Trevi Fountain – You know this one – it’s the biggest fountain in Rome, probably the most famous fountain in the world, and in like, every movie set in Rome ever. Stop by here briefly on a stag do, throw a penny in over your shoulder, and you’ll return to Rome again in the future… ideally at a time when you’ve got the opportunity to appreciate the fountain a little more.
Sistine Chapel - You’ve almost certainly already seen pictures of this, or at least of the ceiling. It’s like the most famous ceiling in the world – admittedly not as difficult as being the most famous church or fountain, but nonetheless.
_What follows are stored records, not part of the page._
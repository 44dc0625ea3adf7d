pub mod allocation;
pub mod display;
pub mod models;
pub mod normalize;
pub mod storage;
pub mod worksheet;

pub use allocation::{
    Allocation, AllocationReport, AllocationSummary, BALANCE_TOLERANCE, BalanceStatus, allocate,
};
pub use display::{LineView, ReportView, SummaryView, balance_note, format_currency};
pub use models::{Amount, LineItem, LineItemId, MAX_AMOUNT, MAX_QUANTITY, Quantity};
pub use normalize::{normalize_amount, normalize_quantity, normalize_refunded};
pub use storage::{StoreError, WorksheetEdit, WorksheetStore, worksheet_edit};
pub use worksheet::{DEFAULT_ROW_COUNT, RowEdit, Worksheet, WorksheetError};
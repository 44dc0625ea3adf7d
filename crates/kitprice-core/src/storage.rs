use async_trait::async_trait;
use thiserror::Error;
use uuid::Uuid;

use crate::worksheet::{Worksheet, WorksheetError};

/// An in-place edit applied by [`WorksheetStore::update`].
///
/// A failed edit leaves the stored worksheet unchanged.
pub type WorksheetEdit<'a> =
    Box<dyn FnOnce(&mut Worksheet) -> Result<(), WorksheetError> + Send + 'a>;

/// Boxes a closure as a [`WorksheetEdit`].
pub fn worksheet_edit<'a, F>(edit: F) -> WorksheetEdit<'a>
where
    F: FnOnce(&mut Worksheet) -> Result<(), WorksheetError> + Send + 'a,
{
    Box::new(edit)
}

#[derive(Debug, Error)]
pub enum StoreError {
    #[error("worksheet {0} not found")]
    NotFound(Uuid),
    #[error("store already holds the maximum of {0} worksheets")]
    CapacityReached(usize),
    #[error(transparent)]
    Worksheet(#[from] WorksheetError),
    #[error(transparent)]
    Backend(#[from] anyhow::Error),
}

#[async_trait]
pub trait WorksheetStore: Send + Sync {
    async fn insert(&self, worksheet: Worksheet) -> Result<Worksheet, StoreError>;
    async fn load(&self, id: Uuid) -> Result<Option<Worksheet>, StoreError>;
    /// Runs `edit` against the stored worksheet with no other writer in
    /// between, and returns the worksheet as stored afterwards.
    async fn update<'a>(&self, id: Uuid, edit: WorksheetEdit<'a>) -> Result<Worksheet, StoreError>;
    async fn remove(&self, id: Uuid) -> Result<bool, StoreError>;
}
Colosseum – A nice antidote to all that art and architecture, the Colosseum is all about violence, blood, gladiators, and general gruesomeness. Perfect.
Although the Colosseum is full of tourists, rather than Christians, lions and gladiators, Rome is still a city that loves sport. They’ve got one of the best basketball teams outside of North America, second only to Spain. F1 is huge in Italy as well – not surprising, since everyone from Alfa Romeo to Ferrari to Lamborghini to Maserati are Italian. Currently in the F1 they have Fernando Alonso and Felipe Massa. Rugby is also a popular national sport; despite what their performance at Six Nations would have you believe, they’re actually amongst the top 15 teams in the world.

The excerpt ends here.